Forscherinnen und Forscher aus Jena haben die medikamentöse lipidsenkende
Therapie einer Kosten-Nutzen-Analyse unterzogen. Im Rahmen der 90.
Jahrestagung der Deutschen Gesellschaft für Kardiologie in Mannheim wurden
die Ergebnisse präsentiert. Sie fanden heraus, dass diese nicht nur für
die Patientinnen und Patienten, sondern auch für Krankenkassen und
Arbeitgeber Vorteile hat.

Düsseldorf/Mannheim, 9. April 2024 – Zu viel LDL-Cholesterin kann
bekanntermaßen Ablagerungen an den Wänden der Blutgefäße (sogenannte
Plaques) begünstigen und diese anfälliger für einen akuten Gefäßverschluss
(nach Plaqueruptur) machen , wodurch sich das Risiko für einen Herzinfarkt
deutlich erhöht. In der Studie „Jena auf Ziel“ („JaZ“) am
Universitätsklinikum Jena wurden Menschen untersucht, die einen
Herzinfarkt erlitten haben und nun eine hochintensive LDL-Cholesterin-
senkende Therapie erhielten. Die Kardiologinnen und Kardiologen, die die
Studie durchführten, wollten wissen, wie sich die Werte des LDL
Cholesterins dieser Patientengruppe am besten auf die in den Leitlinien
empfohlenen Zielwerte senken lassen. Eine erste, bereits publizierte
Analyse zeigte, dass durch eine Kombination von generisch verfügbaren
lipidsenkenden Medikamenten (Statine und Ezetimibe) bei 80 % der
Patientinnen und Patienten nach sechs Wochen die Zielwerte erreicht werden
konnten. Bei wem das nicht ausreichte, half die zusätzliche Gabe von
Bempedoinsäure und PSCK-9-Hemmer.

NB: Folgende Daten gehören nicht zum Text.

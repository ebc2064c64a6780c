use serde::Serialize;
use std::cell::RefCell;
use tracing::{debug, warn};

use crate::error::GatewayError;
use crate::gateway::Gateway;
use crate::models::{AuthorDetail, AuthorReport, ContentItem, ItemDetail, Segment};
use crate::playback::{PlaybackLink, PlaybackLinkCache};
use crate::status::{ItemStatus, StatusCounts};
use crate::summary::{self, CanonicalSummary};

/// Format a millisecond offset as `MM:SS`. Minutes are not wrapped into hours.
pub fn format_offset(ms: i64) -> String {
    let total = ms.max(0) / 1000;
    format!("{:02}:{:02}", total / 60, total % 60)
}

/// `[MM:SS] text`
pub fn transcript_line(segment: &Segment) -> String {
    format!("[{}] {}", format_offset(segment.start_time_ms), segment.text)
}

/// Tracks which entity a view is showing so late responses can be dropped.
///
/// Each `begin` hands out a ticket; a response is applied only if its ticket
/// is still the latest one issued.
#[derive(Debug, Default)]
pub struct ViewSlot {
    entity_id: Option<String>,
    generation: u64,
}

#[derive(Debug, Clone, PartialEq, Eq)]
pub struct Ticket {
    entity_id: String,
    generation: u64,
}

impl ViewSlot {
    pub fn new() -> Self {
        Self::default()
    }

    pub fn begin(&mut self, entity_id: &str) -> Ticket {
        self.generation += 1;
        self.entity_id = Some(entity_id.to_string());
        Ticket {
            entity_id: entity_id.to_string(),
            generation: self.generation,
        }
    }

    pub fn is_current(&self, ticket: &Ticket) -> bool {
        self.generation == ticket.generation && self.entity_id.as_deref() == Some(ticket.entity_id.as_str())
    }

    /// `Some(value)` if the ticket is still current, else the value is dropped.
    pub fn accept<T>(&self, ticket: &Ticket, value: T) -> Option<T> {
        if self.is_current(ticket) {
            Some(value)
        } else {
            debug!(entity_id = %ticket.entity_id, "Discarding stale response");
            None
        }
    }

    pub fn clear(&mut self) {
        self.generation += 1;
        self.entity_id = None;
    }
}

/// Outcome of one part of a page: loaded, or the error that part hit.
#[derive(Debug, Serialize)]
#[serde(untagged)]
pub enum Part<T> {
    Loaded(T),
    Failed { error: String },
}

impl<T> Part<T> {
    fn from_result(result: Result<T, GatewayError>, what: &str) -> Self {
        match result {
            Ok(v) => Part::Loaded(v),
            Err(e) => {
                warn!(part = what, error = %e, "Page part failed to load");
                Part::Failed {
                    error: e.user_message(),
                }
            }
        }
    }

    pub fn loaded(&self) -> Option<&T> {
        match self {
            Part::Loaded(v) => Some(v),
            Part::Failed { .. } => None,
        }
    }
}

/// A report with its normalized rendering.
#[derive(Debug, Serialize)]
pub struct RenderedReport {
    pub report: AuthorReport,
    pub rendered: CanonicalSummary,
}

impl RenderedReport {
    fn new(report: &AuthorReport) -> Self {
        Self {
            rendered: summary::normalize(Some(&report.as_summary())),
            report: report.clone(),
        }
    }
}

/// Author screen: profile, reports and catalog, each loaded independently.
#[derive(Debug, Serialize)]
pub struct AuthorPage {
    pub author_id: String,
    pub detail: Part<AuthorDetail>,
    pub latest_report: Option<RenderedReport>,
    pub reports_by_type: Vec<(String, Vec<RenderedReport>)>,
    pub items: Part<Vec<ContentItem>>,
    /// Rollup over the fetched items, or the embedded one if items failed.
    pub status: Option<StatusCounts>,
}

impl AuthorPage {
    /// Fetch detail and item list concurrently. One failing does not hide the other.
    pub async fn load<G: Gateway + ?Sized>(gateway: &G, author_id: &str) -> Self {
        let (detail, items) = tokio::join!(
            gateway.get_author(author_id),
            gateway.list_author_items(author_id)
        );
        Self::assemble(author_id, detail, items)
    }

    pub fn assemble(
        author_id: &str,
        detail: Result<AuthorDetail, GatewayError>,
        items: Result<Vec<ContentItem>, GatewayError>,
    ) -> Self {
        let detail = Part::from_result(detail, "author");
        let items = Part::from_result(items, "items");

        let status = match (&items, &detail) {
            (Part::Loaded(items), _) => Some(StatusCounts::rollup(items)),
            (_, Part::Loaded(d)) => d.status.clone().or_else(|| d.author.status.clone()),
            _ => None,
        };

        let (latest_report, reports_by_type) = match detail.loaded() {
            Some(d) => (
                d.latest().map(RenderedReport::new),
                d.grouped_reports()
                    .into_iter()
                    .map(|(kind, reports)| (kind, reports.iter().map(RenderedReport::new).collect()))
                    .collect(),
            ),
            None => (None, Vec::new()),
        };

        Self {
            author_id: author_id.to_string(),
            detail,
            latest_report,
            reports_by_type,
            items,
            status,
        }
    }
}

/// Item screen: status tags, normalized summary, transcript and playback.
#[derive(Debug, Serialize)]
pub struct ItemPage {
    pub item: ContentItem,
    pub status: ItemStatus,
    pub summary: CanonicalSummary,
    pub transcript: Vec<String>,
    /// Absent when the backend has no media or the link request failed.
    pub playback: Option<PlaybackLink>,
}

impl ItemPage {
    pub fn from_detail(detail: ItemDetail, playback: Option<PlaybackLink>) -> Self {
        let transcript = detail
            .ordered_segments()
            .into_iter()
            .map(transcript_line)
            .collect();
        Self {
            status: ItemStatus::of(&detail.item),
            summary: summary::normalize(detail.summary.as_ref()),
            transcript,
            playback,
            item: detail.item,
        }
    }
}

/// Item view with stale-response protection and its playback cache.
///
/// `open` takes `&self` so a newer navigation can start while an older one is
/// still waiting; the older one then resolves to `Ok(None)`.
#[derive(Debug, Default)]
pub struct ItemView {
    slot: RefCell<ViewSlot>,
    playback: RefCell<PlaybackLinkCache>,
}

impl ItemView {
    pub fn new() -> Self {
        Self::default()
    }

    /// Load `item_id`. Returns `Ok(None)` if another item was opened meanwhile.
    pub async fn open<G: Gateway + ?Sized>(
        &self,
        gateway: &G,
        item_id: &str,
    ) -> Result<Option<ItemPage>, GatewayError> {
        let ticket = {
            let mut slot = self.slot.borrow_mut();
            if slot.entity_id.as_deref() != Some(item_id) {
                self.playback.borrow_mut().teardown();
            }
            slot.begin(item_id)
        };

        let detail = gateway.get_item(item_id).await;
        let Some(detail) = self.slot.borrow().accept(&ticket, detail) else {
            return Ok(None);
        };
        let detail = detail?;

        let link = gateway.get_playback_link(item_id).await;
        let Some(link) = self.slot.borrow().accept(&ticket, link) else {
            return Ok(None);
        };
        let playback = self.playback.borrow_mut().store(item_id, link).cloned();

        Ok(Some(ItemPage::from_detail(detail, playback)))
    }

    /// Link held for `item_id`, if still valid.
    pub fn playback(&self, item_id: &str) -> Option<PlaybackLink> {
        self.playback
            .borrow()
            .current(item_id, chrono::Utc::now())
            .cloned()
    }

    pub fn close(&self) {
        self.slot.borrow_mut().clear();
        self.playback.borrow_mut().teardown();
    }
}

Innerhalb von zwölf Monaten konnten bei
allen die Blutfettwerte auf das gewünschte Maß gebracht werden.

Was kostet mehr? Eine effiziente Therapie oder ein Herzinfarkt?

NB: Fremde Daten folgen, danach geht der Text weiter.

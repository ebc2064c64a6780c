use thiserror::Error;

use crate::tasks::Surface;

/// Failures talking to the knowledge-base service.
#[derive(Debug, Error)]
pub enum GatewayError {
    /// Request never produced an HTTP response (DNS, connect, timeout).
    #[error("Network error: {0}")]
    Network(String),

    /// Service answered with a non-success status.
    #[error("Backend error {status}: {message}")]
    Backend { status: u16, message: String },

    /// Entity lookup returned 404.
    #[error("Not found: {0}")]
    NotFound(String),

    /// Response body did not match the expected envelope.
    #[error("Failed to decode response: {0}")]
    Decode(String),
}

impl GatewayError {
    /// Message suitable for showing in a status line.
    pub fn user_message(&self) -> String {
        match self {
            GatewayError::Network(_) => "Could not reach the knowledge-base service".to_string(),
            GatewayError::Backend { message, .. } => message.clone(),
            GatewayError::NotFound(what) => format!("{what} not found"),
            GatewayError::Decode(_) => "Unexpected response from the knowledge-base service".to_string(),
        }
    }
}

/// Failures from the task trigger coordinator.
#[derive(Debug, Error)]
pub enum TaskError {
    #[error("A {} request is already in flight", .0.label())]
    Busy(Surface),

    #[error(transparent)]
    Gateway(#[from] GatewayError),
}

Diese intensive medikamentöse Therapie allerdings hat natürlich einen
Preis. Deshalb steht die berechtigte Frage im Raum, ob der Nutzen den
Kosten gerecht wird. Studienleiter Prof. Oliver Weingärtner: „Wir haben in
einer Folgeanalyse errechnet, wie hoch der durchschnittliche
wirtschaftliche Schaden bei einer Krankenhauseinweisung wegen schwerer
Herz-Kreislauf-Ereignisse innerhalb der ersten 24 Monate ist. Für solche
liegt das Risiko bei weniger effektiven, aber günstigeren Therapien
deutlich höher. Das Ergebnis setzten wir dann mit der teuren, aber
zielgerichteten, medikamentösen Therapie ins Verhältnis.“ Hierfür wurden
wirtschaftliche und klinische Daten gesammelt, einschließlich der Kosten
für Medikamente, Aufenthaltsdauer der Patientinnen und Patienten, und der
Krankenhauskosten.

Krankenhausaufenthalte sind dreimal teurer als gute Medikamente

Insgesamt wurden 85 Patient:innen aus der „JaZ“-Studie mit einem
Durchschnittsalter von 64,4 Jahren beobachtet. Die durchschnittliche Dauer
des ersten Krankenhausaufenthalts lag pro Person bei etwa sieben Tagen.
Für die 85 STEMI-Patient:innen summierten sich 631 Krankenhaustage mit
Gesamtkosten von 802.185,13 EUR. In den ersten zwölf Monaten nach dem
Herzinfarkt wurden alle 85 Personen regelmäßig in einer speziellen
Lipidambulanz untersucht und die Therapie bedarfsgerecht optimiert. Nach
zwölf Monaten wurde es den einzelnen Patientinnen und Patienten
freigestellt, ob sie weiter in der Spezialambulanz des Uniklinikums Jena
oder vom betreuenden Hausarzt bzw. Hausärztin weiterbehandelt werden
wollten. 24 Monate nach dem Herzinfarkt waren 96.3% der Patient:innen auf
Statine, 87.7% auf Ezetimib, 17.3% auf Bempedoinsäure und 6.2% auf einen
PCSK9-Hemmer eingestellt. Zehn der 85 Patient:innen mussten im Verlauf
aufgrund eines erneuten Herz-Kreislauf-Ereignisses im Krankenhaus
behandelt werden. Für diese Zehn entstanden dadurch zusätzliche Kosten für
den zweiten Krankenhausaufenthalt in Höhe von 73.411,17 EUR.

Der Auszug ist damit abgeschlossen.